Villagers have burned four construction workers to death after a fight broke out during a bitter stand-off with a property developer in rural south-western China.

Eight people died in total during the unrest at Fuyou village in Yunnan province as part of one of the most violent land conflicts in recent years to strike the country's vast rural hinterland.

The case has cast a spotlight on rural residents who see their livelihoods threatened when their lands are seized by developers, with the backing of local governments keen on economic development.

Villagers, left with no means to seek redress, have occasionally resorted to violence in defending their rights, making land disputes a chief cause of unrest in China.

Rights advocate Huang Qi said: "What can a villager do when he cannot resort to the law, gets no response from the local government and finds it useless to petition the higher authority?

"So they resist with their lives."

Alarmed by the violence, the ruling Communist Party is expected to grant more independence to local courts in hopes of extending justice and alleviating tensions between members of the public and local governments.

A decision on the matter is anticipated when the party's Central Committee meets next week.
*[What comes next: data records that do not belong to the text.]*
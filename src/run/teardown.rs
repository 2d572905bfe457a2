//! Best-effort cleanup.
//!
//! Every step runs even if an earlier one failed. Failures are logged and
//! collected, never propagated, so they cannot hide the error that caused
//! the teardown.

use std::future::Future;
use std::path::Path;

use tracing::{debug, info, warn};

use crate::controller::Controller;
use crate::error::{TestError, TestResult};

#[derive(Debug)]
pub struct Teardown {
    label: &'static str,
    errors: Vec<(&'static str, TestError)>,
}

impl Teardown {
    pub fn new(label: &'static str) -> Self {
        Self {
            label,
            errors: Vec::new(),
        }
    }

    /// Run one step, recording its error instead of returning it.
    pub async fn step<F>(&mut self, name: &'static str, step: F) -> &mut Self
    where
        F: Future<Output = TestResult<()>>,
    {
        match step.await {
            Ok(()) => debug!(teardown = self.label, step = name, "teardown step done"),
            Err(e) => {
                warn!(teardown = self.label, step = name, error = %e, "teardown step failed");
                self.errors.push((name, e));
            }
        }
        self
    }

    pub fn finish(self) -> Vec<(&'static str, TestError)> {
        if !self.errors.is_empty() {
            warn!(
                teardown = self.label,
                failed_steps = self.errors.len(),
                "teardown finished with errors"
            );
        }
        self.errors
    }
}

/// Copy the controller log directory into `dest`. A controller without a
/// configured log directory has nothing to collect.
pub async fn collect_logs(controller: &Controller, dest: &Path) -> TestResult<()> {
    let Some(logs) = controller.logs_dir() else {
        debug!("no controller log directory configured");
        return Ok(());
    };
    controller.transport().fetch_dir(&logs, dest).await?;
    info!(from = %logs.display(), to = %dest.display(), "collected controller logs");
    Ok(())
}
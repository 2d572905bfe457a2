//! Load generator process.
//!
//! Runs the generator handler, forwards each stdout line to the stream and
//! closes the stream with exactly one terminal message.

use std::path::PathBuf;
use std::process::Stdio;
use std::sync::Arc;
use std::time::Duration;

use tokio::io::{AsyncBufReadExt, BufReader};
use tokio::sync::{mpsc, oneshot};
use tokio::task::JoinHandle;
use tracing::{debug, info, trace, warn};

use crate::config::{ControllerConfig, GeneratorConfig};
use crate::dimensions::Combination;
use crate::error::{TestError, TestResult};
use crate::sample::LoadParameters;
use crate::transport::{Invocation, Transport};

use super::StreamMessage;

// ---------------------------------------------------------------------------
// Parameters
// ---------------------------------------------------------------------------

/// Generator arguments for one combination.
#[derive(Debug, Clone, PartialEq, Eq)]
pub struct GeneratorParams {
    pub cpus: String,
    pub controller_ip: String,
    pub controller_port: u16,
    pub threads: u64,
    pub switches_per_thread: u64,
    pub thread_creation_delay_ms: u64,
    pub delay_before_traffic_ms: u64,
    pub ms_per_test: u64,
    pub internal_repeats: u64,
    pub simulated_hosts: u64,
    pub warmup: u64,
    pub mode: String,
}

impl GeneratorParams {
    /// Configured values, overridden by dimensions with the same name.
    pub fn resolve(
        generator: &GeneratorConfig,
        controller: &ControllerConfig,
        combination: &Combination,
    ) -> Self {
        let num = |name: &str, default: u64| combination.get_u64(name).unwrap_or(default);
        Self {
            cpus: generator.cpus.clone(),
            controller_ip: controller.ip.clone(),
            controller_port: controller.port,
            threads: num("threads", generator.threads),
            switches_per_thread: num("switches_per_thread", generator.switches_per_thread),
            thread_creation_delay_ms: num(
                "thread_creation_delay_ms",
                generator.thread_creation_delay_ms,
            ),
            delay_before_traffic_ms: num(
                "delay_before_traffic_ms",
                generator.delay_before_traffic_ms,
            ),
            ms_per_test: num("ms_per_test", generator.ms_per_test),
            internal_repeats: num("internal_repeats", generator.internal_repeats),
            simulated_hosts: num("simulated_hosts", generator.simulated_hosts),
            warmup: num("warmup", generator.warmup),
            mode: combination
                .get("mode")
                .map(ToString::to_string)
                .unwrap_or_else(|| generator.mode.clone()),
        }
    }

    pub fn total_switches(&self) -> u64 {
        self.threads * self.switches_per_thread
    }

    /// What samples of this run are stamped with.
    pub fn load_parameters(&self, controller: &ControllerConfig) -> LoadParameters {
        LoadParameters {
            generator_threads: self.threads,
            generator_switches_per_thread: self.switches_per_thread,
            generator_total_switches: self.total_switches(),
            generator_thread_creation_delay_ms: self.thread_creation_delay_ms,
            generator_delay_before_traffic_ms: self.delay_before_traffic_ms,
            generator_ms_per_test: self.ms_per_test,
            generator_internal_repeats: self.internal_repeats,
            generator_simulated_hosts: self.simulated_hosts,
            generator_warmup: self.warmup,
            generator_mode: self.mode.clone(),
            generator_cpus: self.cpus.clone(),
            controller_ip: self.controller_ip.clone(),
            controller_port: self.controller_port,
            controller_cpus: controller.cpus.clone(),
        }
    }

    /// Positional handler arguments, affinity list first.
    pub fn args(&self) -> Vec<String> {
        vec![
            self.cpus.clone(),
            self.controller_ip.clone(),
            self.controller_port.to_string(),
            self.threads.to_string(),
            self.switches_per_thread.to_string(),
            self.total_switches().to_string(),
            self.thread_creation_delay_ms.to_string(),
            self.delay_before_traffic_ms.to_string(),
            self.ms_per_test.to_string(),
            self.internal_repeats.to_string(),
            self.simulated_hosts.to_string(),
            self.warmup.to_string(),
            self.mode.clone(),
        ]
    }
}

// ---------------------------------------------------------------------------
// Generator
// ---------------------------------------------------------------------------

pub struct Generator {
    transport: Arc<dyn Transport>,
    handler: PathBuf,
    params: GeneratorParams,
}

/// A running generator task.
pub struct GeneratorHandle {
    shutdown_tx: oneshot::Sender<()>,
    join: JoinHandle<TestResult<()>>,
}

impl GeneratorHandle {
    /// Terminate the generator if it is still running, then join it.
    pub async fn finish(self) -> TestResult<()> {
        let _ = self.shutdown_tx.send(());
        match self.join.await {
            Ok(result) => result,
            Err(e) => Err(TestError::GeneratorExecutionFailure {
                reason: format!("generator task failed: {}", e),
            }),
        }
    }
}

impl Generator {
    pub fn new(transport: Arc<dyn Transport>, handler: PathBuf, params: GeneratorParams) -> Self {
        Self {
            transport,
            handler,
            params,
        }
    }

    /// Run on a separate task. The stream receives the tool's lines followed
    /// by one `Success` or `Failure`.
    pub fn spawn(self, tx: mpsc::Sender<StreamMessage>) -> GeneratorHandle {
        let (shutdown_tx, shutdown_rx) = oneshot::channel();
        let join = tokio::spawn(self.run(tx, shutdown_rx));
        GeneratorHandle { shutdown_tx, join }
    }

    async fn run(
        self,
        tx: mpsc::Sender<StreamMessage>,
        shutdown_rx: oneshot::Receiver<()>,
    ) -> TestResult<()> {
        let result = self.execute(&tx, shutdown_rx).await;
        let terminal = match &result {
            Ok(()) => StreamMessage::Success,
            Err(e) => StreamMessage::Failure(e.to_string()),
        };
        if tx.send(terminal).await.is_err() {
            debug!("stream receiver gone before terminal message");
        }
        result
    }

    async fn execute(
        &self,
        tx: &mpsc::Sender<StreamMessage>,
        shutdown_rx: oneshot::Receiver<()>,
    ) -> TestResult<()> {
        let inv = Invocation::new(self.handler.to_string_lossy()).args(self.params.args());
        info!(
            target_node = %self.transport.describe(),
            command = %inv.display(),
            switches = self.params.total_switches(),
            "starting generator"
        );

        let mut child = self
            .transport
            .command(&inv)
            .stdin(Stdio::null())
            .stdout(Stdio::piped())
            .stderr(Stdio::inherit())
            .kill_on_drop(true)
            .spawn()?;
        let stdout = child
            .stdout
            .take()
            .ok_or_else(|| TestError::GeneratorExecutionFailure {
                reason: "generator stdout not captured".to_string(),
            })?;
        // Raw lines: a stray non-UTF-8 byte must not end the run.
        let mut lines = BufReader::new(stdout).split(b'\n');

        // A dropped sender counts as a shutdown request.
        let shutdown = async {
            let _ = shutdown_rx.await;
        };
        tokio::pin!(shutdown);

        let mut forwarding = true;
        loop {
            tokio::select! {
                biased;

                _ = &mut shutdown => {
                    debug!("shutdown requested, terminating generator");
                    terminate_child(&mut child).await;
                    return Ok(());
                }

                line = lines.next_segment() => match line? {
                    Some(raw) => {
                        let line = decode_line(&raw);
                        trace!(line = %line, "generator output");
                        if forwarding && tx.send(StreamMessage::Line(line)).await.is_err() {
                            debug!("stream receiver gone, draining generator output");
                            forwarding = false;
                        }
                    }
                    None => break,
                },
            }
        }

        let status = tokio::select! {
            biased;

            _ = &mut shutdown => {
                terminate_child(&mut child).await;
                return Ok(());
            }

            status = child.wait() => status?,
        };
        if !status.success() {
            return Err(TestError::GeneratorExecutionFailure {
                reason: format!("generator exited with code {:?}", status.code()),
            });
        }
        info!("generator finished");
        Ok(())
    }
}

fn decode_line(raw: &[u8]) -> String {
    let raw = raw.strip_suffix(b"\r").unwrap_or(raw);
    String::from_utf8_lossy(raw).into_owned()
}

/// SIGTERM, then SIGKILL if the child is still alive after 5 seconds.
async fn terminate_child(child: &mut tokio::process::Child) {
    #[cfg(unix)]
    {
        if let Some(pid) = child.id() {
            unsafe {
                libc::kill(pid as i32, libc::SIGTERM);
            }
        }
    }

    match tokio::time::timeout(Duration::from_secs(5), child.wait()).await {
        Ok(Ok(status)) => {
            debug!(exit_code = status.code(), "generator exited after SIGTERM");
        }
        Ok(Err(e)) => {
            warn!(error = %e, "error waiting for generator after SIGTERM");
        }
        Err(_) => {
            warn!("generator did not exit after SIGTERM, sending SIGKILL");
            if let Err(e) = child.kill().await {
                warn!(error = %e, "failed to SIGKILL generator");
            }
        }
    }
}

// ---------------------------------------------------------------------------
// Tests
// ---------------------------------------------------------------------------
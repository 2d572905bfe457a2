//! Error kinds raised while executing a test.
//!
//! `HandlerMissing` and `Config` are pre-flight errors and abort the whole
//! execution. Everything else is caught at the combination boundary and
//! turned into a failed sample.

use std::path::PathBuf;

use thiserror::Error;

#[derive(Debug, Error)]
pub enum TestError {
    #[error("another process is already listening on controller port {port}")]
    PortConflict { port: u16 },

    #[error("controller did not start listening on port {port} within {waited_secs}s")]
    StartTimeout { port: u16, waited_secs: u64 },

    #[error("controller status did not report running within {waited_secs}s")]
    ReadyTimeout { waited_secs: u64 },

    #[error("no message from generator within {waited_secs}s")]
    ChannelTimeout { waited_secs: u64 },

    #[error("discovery made no progress towards {target} entities within {deadline_ms}ms")]
    DiscoveryPartial { target: u64, deadline_ms: u64 },

    #[error("handler not found or not executable: {}", path.display())]
    HandlerMissing { path: PathBuf },

    #[error("generator execution failed: {reason}")]
    GeneratorExecutionFailure { reason: String },

    #[error("handler {handler} exited with code {code:?}: {output}")]
    HandlerFailed {
        handler: String,
        code: Option<i32>,
        output: String,
    },

    #[error("status handler printed {output:?}, expected \"0\" or \"1\"")]
    UnexpectedStatus { output: String },

    #[error("failed to execute command: {0}")]
    Transport(#[from] std::io::Error),

    #[error("invalid configuration: {0}")]
    Config(String),
}

impl TestError {
    /// Pre-flight errors abort the execution instead of degrading to a
    /// failed sample.
    pub fn is_fatal(&self) -> bool {
        matches!(self, TestError::HandlerMissing { .. } | TestError::Config(_))
    }
}

pub type TestResult<T> = std::result::Result<T, TestError>;
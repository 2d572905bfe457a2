//! TOML configuration for a ctlbench execution.
//!
//! Every section has compiled-in defaults, so a config file only needs the
//! handler locations and the dimensions it wants to sweep.

use std::collections::HashSet;
use std::path::{Path, PathBuf};
use std::time::Duration;

use anyhow::{Context, Result};
use serde::{Deserialize, Serialize};
use tracing::info;

use crate::dimensions::DimensionValue;
use crate::error::TestError;

// ---------------------------------------------------------------------------
// Top-level config
// ---------------------------------------------------------------------------

/// Root configuration for one test execution.
#[derive(Debug, Clone, Default, Serialize, Deserialize)]
pub struct BenchConfig {
    #[serde(default)]
    pub test: TestConfig,
    #[serde(default)]
    pub controller: ControllerConfig,
    #[serde(default)]
    pub generator: GeneratorConfig,
    #[serde(default)]
    pub monitor: MonitorConfig,
    #[serde(default)]
    pub watcher: WatcherConfig,
    /// Swept parameters, in enumeration order (first varies slowest).
    #[serde(default)]
    pub dimensions: Vec<DimensionConfig>,
    #[serde(default)]
    pub logging: LoggingConfig,
}

impl BenchConfig {
    /// Load and validate configuration from a TOML file at `path`.
    pub fn load(path: &Path) -> Result<Self> {
        let content = std::fs::read_to_string(path)
            .with_context(|| format!("failed to read config file: {}", path.display()))?;
        let config: Self = toml::from_str(&content)
            .with_context(|| format!("failed to parse config file: {}", path.display()))?;
        config
            .validate()
            .with_context(|| format!("invalid config file: {}", path.display()))?;
        info!(path = %path.display(), test = %config.test.name, "loaded test configuration");
        Ok(config)
    }

    /// Reject configurations that parse but cannot run.
    pub fn validate(&self) -> std::result::Result<(), TestError> {
        let mut seen = HashSet::new();
        for dim in &self.dimensions {
            if dim.name.is_empty() {
                return Err(TestError::Config("dimension with empty name".into()));
            }
            if !seen.insert(dim.name.as_str()) {
                return Err(TestError::Config(format!(
                    "dimension '{}' declared twice",
                    dim.name
                )));
            }
        }
        if self.test.test_repeats.is_some() && seen.contains(crate::dimensions::REPEAT_DIMENSION) {
            return Err(TestError::Config(format!(
                "'{}' is generated from test_repeats and cannot also be declared",
                crate::dimensions::REPEAT_DIMENSION
            )));
        }
        if self.monitor.channel_capacity == 0 {
            return Err(TestError::Config("monitor.channel_capacity must be > 0".into()));
        }
        if self.controller.poll_interval_ms == 0 || self.watcher.poll_interval_ms == 0 {
            return Err(TestError::Config("poll intervals must be > 0".into()));
        }
        if self.watcher.source == CountSourceKind::Handler && self.watcher.count_handler.is_none() {
            return Err(TestError::Config(
                "watcher.source = \"handler\" requires watcher.count_handler".into(),
            ));
        }
        Ok(())
    }
}

// ---------------------------------------------------------------------------
// Test
// ---------------------------------------------------------------------------

/// Which pipeline runs per combination.
#[derive(Debug, Clone, Copy, PartialEq, Eq, Serialize, Deserialize)]
#[serde(rename_all = "snake_case")]
pub enum TestKind {
    /// Generator + Monitor: one sample per result line.
    Throughput,
    /// Generator + Watcher: one sample per combination with discovery time.
    Discovery,
}

#[derive(Debug, Clone, Serialize, Deserialize)]
#[serde(default)]
pub struct TestConfig {
    /// Name used in logs and the results file.
    pub name: String,
    pub kind: TestKind,
    /// Appends a `repeat_id` dimension with values `0..test_repeats`.
    pub test_repeats: Option<u32>,
    pub output_dir: PathBuf,
    /// Results file name, relative to `output_dir`.
    pub results_file: String,
}

impl Default for TestConfig {
    fn default() -> Self {
        Self {
            name: "sb_active_stability".to_string(),
            kind: TestKind::Throughput,
            test_repeats: None,
            output_dir: PathBuf::from("results"),
            results_file: "results.json".to_string(),
        }
    }
}

// ---------------------------------------------------------------------------
// Nodes
// ---------------------------------------------------------------------------

/// SSH coordinates of a remote node. Absent means "run locally".
#[derive(Debug, Clone, Serialize, Deserialize)]
pub struct NodeConfig {
    pub host: String,
    #[serde(default = "default_ssh_port")]
    pub ssh_port: u16,
    pub user: String,
    #[serde(default)]
    pub identity_file: Option<String>,
}

fn default_ssh_port() -> u16 {
    22
}

// ---------------------------------------------------------------------------
// Controller
// ---------------------------------------------------------------------------

/// Controller handlers and lifecycle settings. Handler paths are relative to
/// `base_dir`.
#[derive(Debug, Clone, Serialize, Deserialize)]
#[serde(default)]
pub struct ControllerConfig {
    pub name: String,
    pub base_dir: PathBuf,
    pub node: Option<NodeConfig>,
    /// Southbound address the generator connects to.
    pub ip: String,
    /// Southbound (OpenFlow) listening port.
    pub port: u16,
    pub restconf_port: u16,
    pub restconf_user: String,
    pub restconf_password: String,

    pub build_handler: String,
    pub start_handler: String,
    pub stop_handler: String,
    pub status_handler: String,
    pub clean_handler: String,
    pub statistics_handler: String,
    /// Controller log directory, copied into the output directory at teardown.
    pub logs_dir: Option<String>,

    pub rebuild: bool,
    pub cleanup: bool,
    /// Passed to the start handler as `JAVA_OPTS`.
    pub jvm_opts: Vec<String>,
    /// CPU list for `taskset -c`.
    pub cpus: Option<String>,
    /// Used when no `controller_statistics_period_ms` dimension is swept.
    pub statistics_period_ms: Option<u64>,
    pub start_timeout_secs: u64,
    pub poll_interval_ms: u64,
}

impl Default for ControllerConfig {
    fn default() -> Self {
        Self {
            name: "ODL".to_string(),
            base_dir: PathBuf::from("controller"),
            node: None,
            ip: "127.0.0.1".to_string(),
            port: 6653,
            restconf_port: 8181,
            restconf_user: "admin".to_string(),
            restconf_password: "admin".to_string(),
            build_handler: "build_handler.sh".to_string(),
            start_handler: "start_handler.sh".to_string(),
            stop_handler: "stop_handler.sh".to_string(),
            status_handler: "status_handler.sh".to_string(),
            clean_handler: "clean_handler.sh".to_string(),
            statistics_handler: "statistics_handler.sh".to_string(),
            logs_dir: None,
            rebuild: false,
            cleanup: true,
            jvm_opts: Vec::new(),
            cpus: None,
            statistics_period_ms: None,
            start_timeout_secs: 420,
            poll_interval_ms: 1000,
        }
    }
}

impl ControllerConfig {
    pub fn handler_path(&self, handler: &str) -> PathBuf {
        self.base_dir.join(handler)
    }

    pub fn start_timeout(&self) -> Duration {
        Duration::from_secs(self.start_timeout_secs)
    }

    pub fn poll_interval(&self) -> Duration {
        Duration::from_millis(self.poll_interval_ms)
    }
}

// ---------------------------------------------------------------------------
// Generator
// ---------------------------------------------------------------------------

/// Load generator handler and its static parameters. Any parameter can be
/// overridden per combination by a dimension of the same name.
#[derive(Debug, Clone, Serialize, Deserialize)]
#[serde(default)]
pub struct GeneratorConfig {
    pub base_dir: PathBuf,
    pub node: Option<NodeConfig>,
    pub run_handler: String,
    pub build_handler: Option<String>,
    pub clean_handler: Option<String>,
    pub rebuild: bool,
    pub cleanup: bool,
    /// CPU affinity list, passed as the first positional argument.
    pub cpus: String,

    pub threads: u64,
    pub switches_per_thread: u64,
    pub thread_creation_delay_ms: u64,
    pub delay_before_traffic_ms: u64,
    pub ms_per_test: u64,
    pub internal_repeats: u64,
    pub simulated_hosts: u64,
    pub warmup: u64,
    pub mode: String,
}

impl Default for GeneratorConfig {
    fn default() -> Self {
        Self {
            base_dir: PathBuf::from("generator"),
            node: None,
            run_handler: "run_handler.sh".to_string(),
            build_handler: None,
            clean_handler: None,
            rebuild: false,
            cleanup: false,
            cpus: "0".to_string(),
            threads: 1,
            switches_per_thread: 50,
            thread_creation_delay_ms: 500,
            delay_before_traffic_ms: 1000,
            ms_per_test: 10_000,
            internal_repeats: 10,
            simulated_hosts: 1000,
            warmup: 2,
            mode: "Latency".to_string(),
        }
    }
}

impl GeneratorConfig {
    pub fn handler_path(&self, handler: &str) -> PathBuf {
        self.base_dir.join(handler)
    }
}

// ---------------------------------------------------------------------------
// Monitor
// ---------------------------------------------------------------------------

#[derive(Debug, Clone, Serialize, Deserialize)]
#[serde(default)]
pub struct MonitorConfig {
    /// Bound of the generator -> monitor channel.
    pub channel_capacity: usize,
    /// Longest silence tolerated between two generator messages.
    pub channel_timeout_secs: u64,
}

impl Default for MonitorConfig {
    fn default() -> Self {
        Self {
            channel_capacity: 1024,
            channel_timeout_secs: 300,
        }
    }
}

impl MonitorConfig {
    pub fn channel_timeout(&self) -> Duration {
        Duration::from_secs(self.channel_timeout_secs)
    }
}

// ---------------------------------------------------------------------------
// Watcher
// ---------------------------------------------------------------------------

/// Where the watcher reads the discovered-entity count from.
#[derive(Debug, Clone, Copy, PartialEq, Eq, Serialize, Deserialize)]
#[serde(rename_all = "snake_case")]
pub enum CountSourceKind {
    /// Controller operational datastore over RESTCONF.
    Restconf,
    /// An executable printing the count on stdout.
    Handler,
}

#[derive(Debug, Clone, Serialize, Deserialize)]
#[serde(default)]
pub struct WatcherConfig {
    pub source: CountSourceKind,
    /// Absolute path, or relative to the controller base directory.
    pub count_handler: Option<String>,
    /// Time budget per expected entity.
    pub per_entity_ms: u64,
    /// Fixed offset added to every discovery deadline.
    pub startup_offset_ms: u64,
    pub poll_interval_ms: u64,
}

impl Default for WatcherConfig {
    fn default() -> Self {
        Self {
            source: CountSourceKind::Restconf,
            count_handler: None,
            per_entity_ms: 7000,
            startup_offset_ms: 0,
            poll_interval_ms: 1000,
        }
    }
}

impl WatcherConfig {
    pub fn poll_interval(&self) -> Duration {
        Duration::from_millis(self.poll_interval_ms)
    }
}

// ---------------------------------------------------------------------------
// Dimensions
// ---------------------------------------------------------------------------

/// One swept parameter.
#[derive(Debug, Clone, Serialize, Deserialize)]
pub struct DimensionConfig {
    pub name: String,
    pub values: Vec<DimensionValue>,
}

// ---------------------------------------------------------------------------
// Logging
// ---------------------------------------------------------------------------

#[derive(Debug, Clone, Serialize, Deserialize)]
#[serde(default)]
pub struct LoggingConfig {
    /// Minimum tracing level (`trace`, `debug`, `info`, `warn`, `error`).
    pub level: String,
    /// Emit JSON lines instead of the human-readable format.
    pub json: bool,
}

impl Default for LoggingConfig {
    fn default() -> Self {
        Self {
            level: "info".to_string(),
            json: false,
        }
    }
}

// ---------------------------------------------------------------------------
// Tests
// ---------------------------------------------------------------------------
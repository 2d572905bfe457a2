//! Port ownership and process liveness checks, run through the transport so
//! they work on remote controller nodes too.

use crate::error::{TestError, TestResult};
use crate::transport::{Invocation, Transport};

/// Who is listening on a port.
#[derive(Debug, Clone, Copy, PartialEq, Eq)]
pub enum PortOwner {
    Free,
    /// Listener whose PID we can see (we own the process).
    Owned(u32),
    /// Listener owned by another user; PID hidden.
    Foreign,
}

/// Find the listener of `port` in `netstat -tulpn` output.
pub fn parse_netstat(output: &str, port: u16) -> PortOwner {
    let suffix = format!(":{}", port);
    for line in output.lines() {
        let cols: Vec<&str> = line.split_whitespace().collect();
        // Proto Recv-Q Send-Q Local-Address Foreign-Address [State] PID/Program
        if cols.len() < 6 || !(cols[0].starts_with("tcp") || cols[0].starts_with("udp")) {
            continue;
        }
        if !cols[3].ends_with(&suffix) {
            continue;
        }
        let last = cols[cols.len() - 1];
        return match last.split('/').next().and_then(|pid| pid.parse().ok()) {
            Some(pid) => PortOwner::Owned(pid),
            None => PortOwner::Foreign,
        };
    }
    PortOwner::Free
}

pub async fn port_owner(transport: &dyn Transport, port: u16) -> TestResult<PortOwner> {
    let inv = Invocation::new("netstat").args(["-tulpn", "--numeric-ports"]);
    let out = transport.run(&inv).await?;
    if !out.success() && out.stdout.trim().is_empty() {
        return Err(TestError::HandlerFailed {
            handler: "netstat".to_string(),
            code: out.code,
            output: out.stderr.trim().to_string(),
        });
    }
    Ok(parse_netstat(&out.stdout, port))
}

/// `kill -s 0`: success, or a permission error, means the process exists.
pub async fn is_process_running(transport: &dyn Transport, pid: u32) -> TestResult<bool> {
    let inv = Invocation::new("sh")
        .arg("-c")
        .arg(format!("kill -s 0 {}", pid));
    let out = transport.run(&inv).await?;
    Ok(out.success() || out.combined().contains("not permitted"))
}

#[cfg(test)]
mod tests {
    use super::*;

    const NETSTAT: &str = "\
Active Internet connections (only servers)
Proto Recv-Q Send-Q Local Address           Foreign Address         State       PID/Program name
tcp        0      0 0.0.0.0:22              0.0.0.0:*               LISTEN      -
tcp6       0      0 :::6653                 :::*                    LISTEN      4242/java
tcp6       0      0 :::8181                 :::*                    LISTEN      4242/java
udp        0      0 0.0.0.0:68              0.0.0.0:*                           611/dhclient
";

    #[test]
    fn test_owned_listener() {
        assert_eq!(parse_netstat(NETSTAT, 6653), PortOwner::Owned(4242));
    }

    #[test]
    fn test_foreign_listener() {
        assert_eq!(parse_netstat(NETSTAT, 22), PortOwner::Foreign);
    }

    #[test]
    fn test_udp_line_without_state() {
        assert_eq!(parse_netstat(NETSTAT, 68), PortOwner::Owned(611));
    }

    #[test]
    fn test_free_port_and_suffix_match() {
        assert_eq!(parse_netstat(NETSTAT, 6633), PortOwner::Free);
        // 653 must not match :6653
        assert_eq!(parse_netstat(NETSTAT, 653), PortOwner::Free);
        assert_eq!(parse_netstat("", 6653), PortOwner::Free);
    }

    #[tokio::test]
    async fn test_own_process_is_running() {
        let running = is_process_running(&crate::transport::LocalTransport, std::process::id())
            .await
            .unwrap();
        assert!(running);
    }
}
use std::net::TcpListener;

use actix_web::{dev::Server, middleware::Logger, web, App, HttpServer};
use reqwest::Client;
use sqlx::PgPool;

use crate::{
    configuration::VersiumSettings,
    routes::{config_route, default_route, enrichment_route},
    services::RunControl,
};

pub fn run(
    listener: TcpListener,
    db_pool: PgPool,
    http_client: Client,
    versium: VersiumSettings,
) -> Result<Server, std::io::Error> {
    let db_pool = web::Data::new(db_pool);
    let http_client = web::Data::new(http_client);
    let versium = web::Data::new(versium);
    let run_control = web::Data::new(RunControl::default());

    let server = HttpServer::new(move || {
        App::new()
            .wrap(Logger::default())
            .service(default_route::default)
            .service(
                web::scope("/config")
                    .service(config_route::get_config)
                    .service(config_route::set_config),
            )
            .service(
                web::scope("/enrichment")
                    .service(enrichment_route::get_preview)
                    .service(enrichment_route::run)
                    .service(enrichment_route::cancel),
            )
            .app_data(db_pool.clone())
            .app_data(http_client.clone())
            .app_data(versium.clone())
            .app_data(run_control.clone())
    })
    .listen(listener)?
    .run();

    Ok(server)
}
State media reports said the latest dispute at Fuyou village was over land compensation. Villagers complained about low payments for land seized for a warehouse and logistics centre, a major project backed by the local government.

In its written statement, the Kunming government made no reference to its role, but said the stand-off between villagers and the developer had delayed the project since May.

Villagers detained eight construction workers on Tuesday when the developer attempted to restart work on the site, the government statement said.

It added that the villagers then bound the workers' hands and feet, beat them up, and poured gasoline on them before throwing them onto a road near the construction site.

Villagers wielding improvised weapons later stormed the construction site and clashed violently with hired hands, the statement said, although other media reports said the hired hands started the fray that killed two villagers.

The government said the villagers tossed out home-made gasoline bombs in the scuffle and set fire to the gasoline-drenched detainees.

Four workers burned to death, and two others died from unspecified injuries, it said.

The violence has not been unconditionally condemned by members of the public, many of whom are instead questioning what led to the conflict.

"Neither side trusted the current legal system, and neither was willing to solve disputes within the current political framework, so they took the matter into their own hands," blogger Liu Buchen wrote.

"If the current law can be trusted, there will be significantly fewer cases where violence is used to solve disputes."

State media are blaming the local government.

"It shows the local government has not made effective efforts to resolve the conflict between the developer and the villagers," said a Beijing Times editorial, pointing out that the villagers had lost fertile lands that once provided them with handsome profits.

The party-run Guangming Daily said the villagers have found themselves impoverished after their lands were seized by the developer.

It questioned from where the hired hands had obtained police equipment, including military bags.